The Financial Conduct Authority (FCA) in the UK released a consultation paper outlining its proposed direction for consumer credit activities. This includes both loan-based crowdfunding (also known as peer-to-peer lending platforms) and investment-based crowdfunding. The consultation paper proposes a regulatory approach aimed at making the market more accessible, while ensuring that only investors who can understand and bear the risk participate in the market.

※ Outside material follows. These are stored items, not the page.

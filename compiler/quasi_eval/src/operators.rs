//! Binary operator implementations.
//!
//! Direct dispatch on the operand pair. Untyped constants meet each other
//! through [`Constant::binary`] at the caller's [`Precision`]; an untyped
//! operand facing a typed one is first converted to the typed operand's type,
//! after which arithmetic wraps or rounds to that type.
//!
//! `&&` and `||` short-circuit in the evaluators; they reach this module only
//! with both operands already evaluated.

use crate::errors::{invalid_operation, EvalError};
use crate::value::{ordering_holds, ComplexValue, Constant, FloatValue, IntValue, Precision, Value};
use quasi_ir::BinaryOp;
use std::cmp::Ordering;

/// Evaluate `l op r`.
pub fn evaluate_binary(
    op: BinaryOp,
    l: Value,
    r: Value,
    precision: Precision,
) -> Result<Value, EvalError> {
    if op.is_shift() {
        return evaluate_shift(op, l, &r);
    }
    match (l, r) {
        (Value::Untyped(a), Value::Untyped(b)) => {
            Constant::binary(op, &a, &b, precision).map(Value::Untyped)
        }
        (l @ Value::Nil, r) | (r, l @ Value::Nil) => compare_nil(op, &l, &r),
        (Value::Untyped(c), r) => {
            let l = c.to_typed(&r.type_of(), false)?;
            typed_binary(op, &l, &r)
        }
        (l, Value::Untyped(c)) => {
            let r = c.to_typed(&l.type_of(), false)?;
            typed_binary(op, &l, &r)
        }
        (l, r) => typed_binary(op, &l, &r),
    }
}

/// `x == nil` / `x != nil` on the dynamic value.
fn compare_nil(op: BinaryOp, nil: &Value, other: &Value) -> Result<Value, EvalError> {
    let equal = other.is_nil();
    match op {
        BinaryOp::Eql => Ok(Value::Bool(equal)),
        BinaryOp::Neq => Ok(Value::Bool(!equal)),
        _ => Err(mismatched(op, nil, other)),
    }
}

#[cold]
fn mismatched(op: BinaryOp, l: &Value, r: &Value) -> EvalError {
    invalid_operation(format!(
        "{l} {} {r} (mismatched types {} and {})",
        op.as_symbol(),
        l.type_of(),
        r.type_of()
    ))
}

#[cold]
fn not_defined(op: BinaryOp, v: &Value) -> EvalError {
    invalid_operation(format!(
        "operator {} not defined on {v} (variable of type {})",
        op.as_symbol(),
        v.type_of()
    ))
}

fn typed_binary(op: BinaryOp, l: &Value, r: &Value) -> Result<Value, EvalError> {
    if !l.type_of().identical(&r.type_of()) {
        // interface operands with different dynamic types are unequal
        return match op {
            BinaryOp::Eql => Ok(Value::Bool(false)),
            BinaryOp::Neq => Ok(Value::Bool(true)),
            _ => Err(mismatched(op, l, r)),
        };
    }
    match (l, r) {
        (Value::Bool(a), Value::Bool(b)) => bool_binary(op, *a, *b).ok_or_else(|| not_defined(op, l)),
        (Value::Int(a), Value::Int(b)) => int_binary(op, *a, *b).and_then(|v| v.ok_or_else(|| not_defined(op, l))),
        (Value::Float(a), Value::Float(b)) => float_binary(op, *a, *b).ok_or_else(|| not_defined(op, l)),
        (Value::Complex(a), Value::Complex(b)) => complex_binary(op, *a, *b).ok_or_else(|| not_defined(op, l)),
        (Value::Str(a), Value::Str(b)) => match op {
            BinaryOp::Add => Ok(Value::Str(format!("{a}{b}").into())),
            _ if op.is_comparison() => Ok(Value::Bool(ordering_holds(op, a.cmp(b)))),
            _ => Err(not_defined(op, l)),
        },
        (Value::Slice(_) | Value::Map(_) | Value::Func(_), _) if matches!(op, BinaryOp::Eql | BinaryOp::Neq) => {
            Err(invalid_operation(format!(
                "{l} {} {r} ({} can only be compared to nil)",
                op.as_symbol(),
                l.type_of()
            )))
        }
        _ => match op {
            BinaryOp::Eql => Ok(Value::Bool(l == r)),
            BinaryOp::Neq => Ok(Value::Bool(l != r)),
            _ => Err(not_defined(op, l)),
        },
    }
}

fn bool_binary(op: BinaryOp, a: bool, b: bool) -> Option<Value> {
    Some(Value::Bool(match op {
        BinaryOp::LAnd => a && b,
        BinaryOp::LOr => a || b,
        BinaryOp::Eql => a == b,
        BinaryOp::Neq => a != b,
        _ => return None,
    }))
}

fn int_binary(op: BinaryOp, a: IntValue, b: IntValue) -> Result<Option<Value>, EvalError> {
    if op.is_comparison() {
        return Ok(Some(Value::Bool(ordering_holds(op, a.compare(b)))));
    }
    let v = match op {
        BinaryOp::Add => a.add(b),
        BinaryOp::Sub => a.sub(b),
        BinaryOp::Mul => a.mul(b),
        BinaryOp::Quo => a.quo(b)?,
        BinaryOp::Rem => a.rem(b)?,
        BinaryOp::And => a.and(b),
        BinaryOp::Or => a.or(b),
        BinaryOp::Xor => a.xor(b),
        BinaryOp::AndNot => a.and_not(b),
        _ => return Ok(None),
    };
    Ok(Some(Value::Int(v)))
}

fn float_binary(op: BinaryOp, a: FloatValue, b: FloatValue) -> Option<Value> {
    if op.is_comparison() {
        // NaN is unordered: only `!=` holds
        return Some(Value::Bool(match a.get().partial_cmp(&b.get()) {
            Some(ord) => ordering_holds(op, ord),
            None => op == BinaryOp::Neq,
        }));
    }
    let v = match op {
        BinaryOp::Add => a.map2(b, |x, y| x + y),
        BinaryOp::Sub => a.map2(b, |x, y| x - y),
        BinaryOp::Mul => a.map2(b, |x, y| x * y),
        BinaryOp::Quo => a.map2(b, |x, y| x / y),
        _ => return None,
    };
    Some(Value::Float(v))
}

fn complex_binary(op: BinaryOp, a: ComplexValue, b: ComplexValue) -> Option<Value> {
    Some(match op {
        BinaryOp::Eql => Value::Bool(a == b),
        BinaryOp::Neq => Value::Bool(a != b),
        BinaryOp::Add => Value::Complex(a.add(b)),
        BinaryOp::Sub => Value::Complex(a.sub(b)),
        BinaryOp::Mul => Value::Complex(a.mul(b)),
        BinaryOp::Quo => Value::Complex(a.quo(b)),
        _ => return None,
    })
}

/// `l << r` and `l >> r`.
///
/// An untyped left operand stays untyped when the count is constant; with a
/// typed count it takes its default type first.
fn evaluate_shift(op: BinaryOp, l: Value, r: &Value) -> Result<Value, EvalError> {
    let count = shift_count(r)?;
    match l {
        Value::Untyped(c) if matches!(r, Value::Untyped(_)) => {
            Constant::shift(op, &c, count).map(Value::Untyped)
        }
        Value::Untyped(c) => {
            let Some(i) = c.to_integer() else {
                return Err(invalid_operation(format!(
                    "shifted operand {c} must be integer"
                )));
            };
            evaluate_shift(op, Constant::Int(i).default_value()?, r)
        }
        Value::Int(i) => Ok(Value::Int(if op == BinaryOp::Shl {
            i.shl(count)
        } else {
            i.shr(count)
        })),
        other => Err(invalid_operation(format!(
            "shift of type {} ({other} must be integer)",
            other.type_of()
        ))),
    }
}

fn shift_count(r: &Value) -> Result<u64, EvalError> {
    let count = match r {
        Value::Int(_) | Value::Untyped(_) => r.as_int(),
        _ => None,
    };
    match count {
        Some(n) if n >= 0 => Ok(u64::try_from(n).unwrap_or(u64::MAX)),
        Some(n) => Err(invalid_operation(format!("negative shift amount {n}"))),
        None => Err(invalid_operation(format!(
            "shift count {r} (type {}) must be integer",
            r.type_of()
        ))),
    }
}

/// Ordering of two values of the same ordered type, used by `min` and `max`.
pub fn compare_ordered(l: &Value, r: &Value) -> Option<Ordering> {
    match (l, r) {
        (Value::Int(a), Value::Int(b)) => Some(a.compare(*b)),
        (Value::Float(a), Value::Float(b)) => a.get().partial_cmp(&b.get()),
        (Value::Str(a), Value::Str(b)) => Some(a.cmp(b)),
        _ => None,
    }
}

#[cfg(test)]
mod tests;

The consultation paper draws an important line between loan-based and investment-based crowdfunding, on the basis that loan-based crowdfunding activities are felt to be lower risk, and are therefore should be subject to a “lighter touch” regime. For loan-based crowdfunding, the FCA proposes to introduce a core set of requirements, including:
- money management rules to minimize risk of loss,
- minimum capital requirements,
- dispute resolution rules, and
- disclosure rules barring platforms from presenting promotional material to clients, if the material is not fair, not clear or is misleading.
The consultation paper also proposes to refine the existing investment-based crowdfunding regulatory scheme. Investors will be limited to the following categories:
- sophisticated investors,
- high net worth investors,
- those who confirm before a promotion is made that they will receive investment advice, and
- those who certify that they will not invest more than 10% of their portfolio in unlisted shares or unlisted debt securities.
In addition, if no advice is given, the FCA will expect firms to apply an appropriateness test to ensure that investors understand the risks involved.
The FCA is requesting comments on the consultation paper by December 19, 2013. It will consider feedback and publish the rules in a Policy Statement in early 2014.